## What the task requires
If a line in the entries contains the word "first", list it.

## Supplied records
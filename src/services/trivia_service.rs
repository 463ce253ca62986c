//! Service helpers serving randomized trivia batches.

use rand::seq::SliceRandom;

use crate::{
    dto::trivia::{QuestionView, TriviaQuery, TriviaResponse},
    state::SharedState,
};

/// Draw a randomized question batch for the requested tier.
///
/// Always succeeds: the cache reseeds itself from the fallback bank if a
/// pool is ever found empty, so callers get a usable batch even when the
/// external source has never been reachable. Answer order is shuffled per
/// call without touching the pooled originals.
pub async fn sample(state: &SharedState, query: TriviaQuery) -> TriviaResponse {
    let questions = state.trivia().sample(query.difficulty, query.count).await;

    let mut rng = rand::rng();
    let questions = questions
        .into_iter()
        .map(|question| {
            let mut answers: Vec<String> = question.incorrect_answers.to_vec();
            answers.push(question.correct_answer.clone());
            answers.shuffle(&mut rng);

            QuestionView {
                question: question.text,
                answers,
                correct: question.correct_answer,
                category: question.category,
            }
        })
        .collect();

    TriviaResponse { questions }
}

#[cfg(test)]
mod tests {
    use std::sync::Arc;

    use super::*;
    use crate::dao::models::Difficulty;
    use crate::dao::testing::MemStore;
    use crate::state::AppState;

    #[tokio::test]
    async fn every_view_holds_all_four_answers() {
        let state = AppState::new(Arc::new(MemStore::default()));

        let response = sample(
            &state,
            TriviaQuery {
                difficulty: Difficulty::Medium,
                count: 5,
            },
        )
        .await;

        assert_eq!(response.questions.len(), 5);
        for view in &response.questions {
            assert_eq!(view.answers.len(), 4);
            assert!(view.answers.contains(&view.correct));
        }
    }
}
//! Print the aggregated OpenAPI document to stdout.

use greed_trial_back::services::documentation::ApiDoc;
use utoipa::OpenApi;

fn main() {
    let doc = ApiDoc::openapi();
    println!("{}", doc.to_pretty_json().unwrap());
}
==
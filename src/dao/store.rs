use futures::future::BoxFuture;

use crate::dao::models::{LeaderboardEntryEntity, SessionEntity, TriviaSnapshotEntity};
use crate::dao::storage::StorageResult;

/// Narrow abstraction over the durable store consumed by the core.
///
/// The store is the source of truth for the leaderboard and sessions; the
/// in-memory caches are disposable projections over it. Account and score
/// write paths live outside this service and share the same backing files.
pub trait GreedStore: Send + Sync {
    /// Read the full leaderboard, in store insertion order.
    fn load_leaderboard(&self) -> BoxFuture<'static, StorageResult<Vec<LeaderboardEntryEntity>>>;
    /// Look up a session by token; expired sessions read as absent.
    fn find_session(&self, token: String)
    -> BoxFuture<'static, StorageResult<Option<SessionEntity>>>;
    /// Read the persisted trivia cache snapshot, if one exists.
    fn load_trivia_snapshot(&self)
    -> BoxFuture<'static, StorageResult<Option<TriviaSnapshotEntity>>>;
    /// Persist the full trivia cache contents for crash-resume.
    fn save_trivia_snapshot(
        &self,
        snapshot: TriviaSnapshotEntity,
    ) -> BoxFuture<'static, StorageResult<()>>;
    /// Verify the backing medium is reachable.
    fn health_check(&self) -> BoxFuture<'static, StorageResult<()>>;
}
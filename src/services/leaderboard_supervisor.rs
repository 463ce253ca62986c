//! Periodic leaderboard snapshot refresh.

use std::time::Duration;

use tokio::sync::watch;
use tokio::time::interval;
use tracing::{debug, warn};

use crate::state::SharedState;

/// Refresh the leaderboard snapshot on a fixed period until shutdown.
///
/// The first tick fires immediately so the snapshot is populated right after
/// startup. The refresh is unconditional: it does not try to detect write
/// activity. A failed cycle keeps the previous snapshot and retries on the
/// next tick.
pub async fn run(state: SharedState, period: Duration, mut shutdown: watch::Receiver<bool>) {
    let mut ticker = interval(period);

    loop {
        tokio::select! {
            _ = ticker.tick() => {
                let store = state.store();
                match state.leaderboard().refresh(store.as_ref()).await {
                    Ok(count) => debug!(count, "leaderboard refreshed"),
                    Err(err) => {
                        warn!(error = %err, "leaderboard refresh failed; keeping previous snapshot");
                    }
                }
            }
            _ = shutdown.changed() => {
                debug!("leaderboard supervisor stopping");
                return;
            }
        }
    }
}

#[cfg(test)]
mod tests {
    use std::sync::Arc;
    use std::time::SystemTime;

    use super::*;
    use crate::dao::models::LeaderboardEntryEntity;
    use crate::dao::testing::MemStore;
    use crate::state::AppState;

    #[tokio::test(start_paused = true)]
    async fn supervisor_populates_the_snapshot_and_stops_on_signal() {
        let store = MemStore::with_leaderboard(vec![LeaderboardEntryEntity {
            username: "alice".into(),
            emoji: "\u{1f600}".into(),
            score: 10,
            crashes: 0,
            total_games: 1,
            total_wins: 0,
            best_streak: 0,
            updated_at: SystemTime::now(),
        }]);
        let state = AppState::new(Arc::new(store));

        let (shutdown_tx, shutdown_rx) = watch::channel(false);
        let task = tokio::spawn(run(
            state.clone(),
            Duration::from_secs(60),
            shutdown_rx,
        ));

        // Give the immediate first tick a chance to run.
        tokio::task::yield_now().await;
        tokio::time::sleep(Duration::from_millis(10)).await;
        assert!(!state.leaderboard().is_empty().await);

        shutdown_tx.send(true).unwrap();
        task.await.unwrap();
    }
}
...
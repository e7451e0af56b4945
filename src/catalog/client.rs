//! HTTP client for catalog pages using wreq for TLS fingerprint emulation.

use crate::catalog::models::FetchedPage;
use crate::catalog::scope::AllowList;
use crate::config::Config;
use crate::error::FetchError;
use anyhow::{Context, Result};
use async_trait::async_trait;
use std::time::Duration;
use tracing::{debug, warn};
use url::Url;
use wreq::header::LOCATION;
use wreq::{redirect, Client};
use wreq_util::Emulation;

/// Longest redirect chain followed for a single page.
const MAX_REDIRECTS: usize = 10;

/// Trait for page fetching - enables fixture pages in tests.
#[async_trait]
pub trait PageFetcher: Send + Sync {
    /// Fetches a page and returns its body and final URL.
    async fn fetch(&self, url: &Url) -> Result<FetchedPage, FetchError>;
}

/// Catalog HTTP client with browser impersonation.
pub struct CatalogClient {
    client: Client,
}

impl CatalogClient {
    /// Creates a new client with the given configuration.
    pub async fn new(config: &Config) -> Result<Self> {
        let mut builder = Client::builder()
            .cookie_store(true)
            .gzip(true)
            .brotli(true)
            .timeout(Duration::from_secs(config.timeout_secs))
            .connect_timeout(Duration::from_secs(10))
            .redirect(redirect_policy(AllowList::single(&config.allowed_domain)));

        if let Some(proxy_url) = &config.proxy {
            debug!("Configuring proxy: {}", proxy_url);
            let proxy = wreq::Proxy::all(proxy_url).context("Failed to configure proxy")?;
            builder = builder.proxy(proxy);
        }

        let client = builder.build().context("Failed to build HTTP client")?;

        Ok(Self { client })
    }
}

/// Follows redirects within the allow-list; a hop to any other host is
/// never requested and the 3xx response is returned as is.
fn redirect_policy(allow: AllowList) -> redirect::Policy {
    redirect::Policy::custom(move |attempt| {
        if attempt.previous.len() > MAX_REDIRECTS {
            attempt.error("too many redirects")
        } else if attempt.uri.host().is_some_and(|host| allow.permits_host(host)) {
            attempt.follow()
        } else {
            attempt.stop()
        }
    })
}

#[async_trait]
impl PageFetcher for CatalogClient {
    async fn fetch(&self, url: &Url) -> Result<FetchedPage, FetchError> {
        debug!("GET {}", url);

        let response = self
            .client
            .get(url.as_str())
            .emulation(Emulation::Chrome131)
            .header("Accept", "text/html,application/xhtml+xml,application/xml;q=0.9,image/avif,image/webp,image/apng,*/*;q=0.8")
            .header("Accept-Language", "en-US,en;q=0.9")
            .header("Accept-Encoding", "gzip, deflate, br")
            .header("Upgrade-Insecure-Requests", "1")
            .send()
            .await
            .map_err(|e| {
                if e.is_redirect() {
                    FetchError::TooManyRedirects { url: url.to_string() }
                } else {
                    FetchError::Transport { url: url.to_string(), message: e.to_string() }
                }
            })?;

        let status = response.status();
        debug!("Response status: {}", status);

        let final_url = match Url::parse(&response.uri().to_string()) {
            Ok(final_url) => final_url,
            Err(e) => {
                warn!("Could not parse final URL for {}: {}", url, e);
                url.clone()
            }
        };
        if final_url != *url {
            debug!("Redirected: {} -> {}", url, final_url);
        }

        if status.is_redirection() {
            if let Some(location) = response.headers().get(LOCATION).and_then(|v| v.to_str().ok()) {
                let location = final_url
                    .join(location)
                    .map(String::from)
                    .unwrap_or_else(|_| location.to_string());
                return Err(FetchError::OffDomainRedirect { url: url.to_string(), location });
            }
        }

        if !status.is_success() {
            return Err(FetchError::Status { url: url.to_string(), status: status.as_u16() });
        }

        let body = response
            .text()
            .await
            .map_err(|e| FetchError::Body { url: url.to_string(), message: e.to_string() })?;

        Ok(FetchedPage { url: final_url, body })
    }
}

## Answer for this exercise
/// The first tick fires immediately so the snapshot is populated right after
        // Give the immediate first tick a chance to run.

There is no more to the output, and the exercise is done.